#5: Show Up!
No, that title isn’t directed at our local athletes—who have made a habit of showing up big in big games, from PONY league world championships to the World Series, from CIF championship games to the Super Bowl—it’s directed at the fans. If there’s one easily fixable, legitimate problem with sports in this city, it’s that attendance is always too low (if only, sometimes, because it could never be too high).
For the CIF semifinal football matchup between Poly and Lakewood, about 12,000 people showed up—that number was thrilling, staggering. But why? It was the first time two local teams had met that deep in the playoffs in over thirty years, and both teams have an enormous following. Yet non-rivalry games that deep in Ohio’s high school playoffs will regularly draw upwards of 20,000 fans, without anyone even batting an eye. Why? Certainly the fact that there’s so many other options vying for your entertainment dollar in SoCal plays a part, but it’s definitely not enough of an excuse. A MaxPreps writer who travels the country covering big matchups every week criticized the city’s fans for not showing up en masse for Poly vs. St. Bonny, the biggest game in the country that week. In Texas two weeks prior, he said, he’d seen several times as many fans.

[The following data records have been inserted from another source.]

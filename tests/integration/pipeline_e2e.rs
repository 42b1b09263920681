//! End-to-end pipeline tests.
//!
//! Drives all five components in sequence over the same task set, the
//! way a real orchestrating caller would.

use fanout::analysis::{AggregationStrategy, AnalyzerConfig, OptimizationGoal};
use fanout::{
    aggregate_progress, analyze_parallelizability, build_dependency_graph, detect_conflicts,
    optimize_batches, ResolutionStrategy, TaskId,
};

use crate::fixtures::{cyclic_tasks, web_feature_tasks, ScriptedRun};

/// Test: The web feature scenario flows through the whole pipeline
/// Given the model/API/UI task set
/// When graph, batches, scripted execution, conflicts, and progress run in order
/// Then each stage produces the documented outcome
#[test]
fn test_web_feature_full_pipeline() {
    let tasks = web_feature_tasks();

    // Stage 1: graph.
    let analysis = build_dependency_graph(&tasks, true).unwrap();
    assert!(!analysis.has_cycles);
    assert_eq!(analysis.graph.task_count(), 3);
    assert_eq!(analysis.graph.dependency_count(), 2);

    // Stage 2: batches. Model first, then API and UI side by side.
    let plan = optimize_batches(&tasks, &analysis.graph, 2, OptimizationGoal::MinimizeTime)
        .unwrap();
    assert_eq!(plan.batches.len(), 2);
    assert_eq!(plan.batches[0].tasks[0].id, TaskId::new("1"));
    assert_eq!(plan.batches[1].tasks.len(), 2);
    // 20 minutes for the model, then max(30, 40) for the parallel pair.
    assert_eq!(plan.estimated_total_time, 60);

    // Stage 3: scripted execution completes in batch order.
    let run = ScriptedRun::execute(&plan, &[]);
    assert_eq!(run.results.len(), 3);

    // Stage 4: no conflicts from disjoint, in-order results.
    let report = detect_conflicts(&run.results, Some(&analysis.graph)).unwrap();
    assert!(!report.has_conflicts);
    assert_eq!(report.resolution_strategy, ResolutionStrategy::Auto);

    // Stage 5: the final batch's agents sit at 50%, the model task is done.
    let summary =
        aggregate_progress(&run.snapshot, AggregationStrategy::SimpleAverage, None).unwrap();
    assert!((summary.overall_progress - (100.0 + 50.0 + 50.0) / 3.0).abs() < 1e-9);
    assert!(summary.bottlenecks.is_empty());
}

/// Test: Analyzer ties the stages together
/// Given the web feature task set
/// When analyze_parallelizability runs with defaults
/// Then the verdict embeds the graph and suggested batches
#[test]
fn test_analyzer_embeds_graph_and_batches() {
    let tasks = web_feature_tasks();
    let result =
        analyze_parallelizability("Build user management", &tasks, &AnalyzerConfig::default())
            .unwrap();

    assert_eq!(result.analysis.graph.task_count(), 3);
    assert!(!result.suggested_batches.is_empty());
    // A single root task caps the independence bound at 0.5.
    assert!((result.estimated_speedup - 0.5).abs() < 1e-9);
    assert!(!result.parallelizable);
}

/// Test: A declared cycle stops the pipeline early
/// Given a three-task cycle
/// When the graph and analyzer stages run
/// Then cycles are reported as data and batching is refused
#[test]
fn test_cycle_blocks_batching() {
    let tasks = cyclic_tasks();

    let analysis = build_dependency_graph(&tasks, false).unwrap();
    assert!(analysis.has_cycles);
    assert_eq!(analysis.cycles.len(), 1);
    assert_eq!(analysis.cycles[0].len(), 3);

    let err = optimize_batches(&tasks, &analysis.graph, 2, OptimizationGoal::MinimizeTime)
        .unwrap_err();
    assert!(err.to_string().contains("cycle"));

    let verdict =
        analyze_parallelizability("cyclic work", &tasks, &AnalyzerConfig::default()).unwrap();
    assert!(!verdict.parallelizable);
    assert!(verdict.suggested_batches.is_empty());
}

/// Test: A failure mid-run surfaces as a rollback recommendation
/// Given the web feature plan where the model task fails
/// When the dependents' results still arrive
/// Then a critical dependency conflict recommends rollback
#[test]
fn test_failed_root_task_recommends_rollback() {
    let tasks = web_feature_tasks();
    let analysis = build_dependency_graph(&tasks, false).unwrap();
    let plan = optimize_batches(&tasks, &analysis.graph, 2, OptimizationGoal::MinimizeTime)
        .unwrap();

    let run = ScriptedRun::execute(&plan, &["1"]);
    let report = detect_conflicts(&run.results, Some(&analysis.graph)).unwrap();

    assert!(report.has_conflicts);
    assert_eq!(report.resolution_strategy, ResolutionStrategy::Rollback);
    assert!(report.merged_result.is_none());
}
pub mod batch;
pub mod builder;
pub mod conflict;
pub mod implicit;
pub mod parallel;
pub mod progress;

pub use batch::{optimize_batches, Batch, BatchOptimizer, BatchPlan, OptimizationGoal};
pub use builder::{build_dependency_graph, GraphAnalysis, GraphBuilder};
pub use conflict::{
    detect_conflicts, Conflict, ConflictDetector, ConflictReport, ConflictType, MergedResult,
    ResolutionKind, ResolutionOption, ResolutionStrategy, Severity,
};
pub use implicit::{CrudVerb, ImplicitDependency, ImplicitSignal};
pub use parallel::{
    analyze_parallelizability, AnalyzerConfig, ParallelAnalysis, ParallelizabilityAnalyzer, Risk,
    RiskKind,
};
pub use progress::{
    aggregate_progress, AggregationStrategy, Bottleneck, ProgressAggregator, ProgressSummary,
};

As we head into 2009, make it a resolution to set aside twenty dollars a month to go see three LB teams you’ve never watched before, whether that’s Cabrillo soccer, Lakewood wrestling, or Long Beach State men’s volleyball. Wait, actually, only one of those teams even charges for admission. The point is, we all know that there’s a ton of high-quality competition in Long Beach, in nearly every sport. With ticket prices incredibly affordable (Lakewood Poly tickets were approximately a tenth of what it would cost to see the USC UCLA game, and it was an infinitely better contest), and the knowledge that those sales go to support local teams, get out there and try something new. We guarantee you’ll like what you see.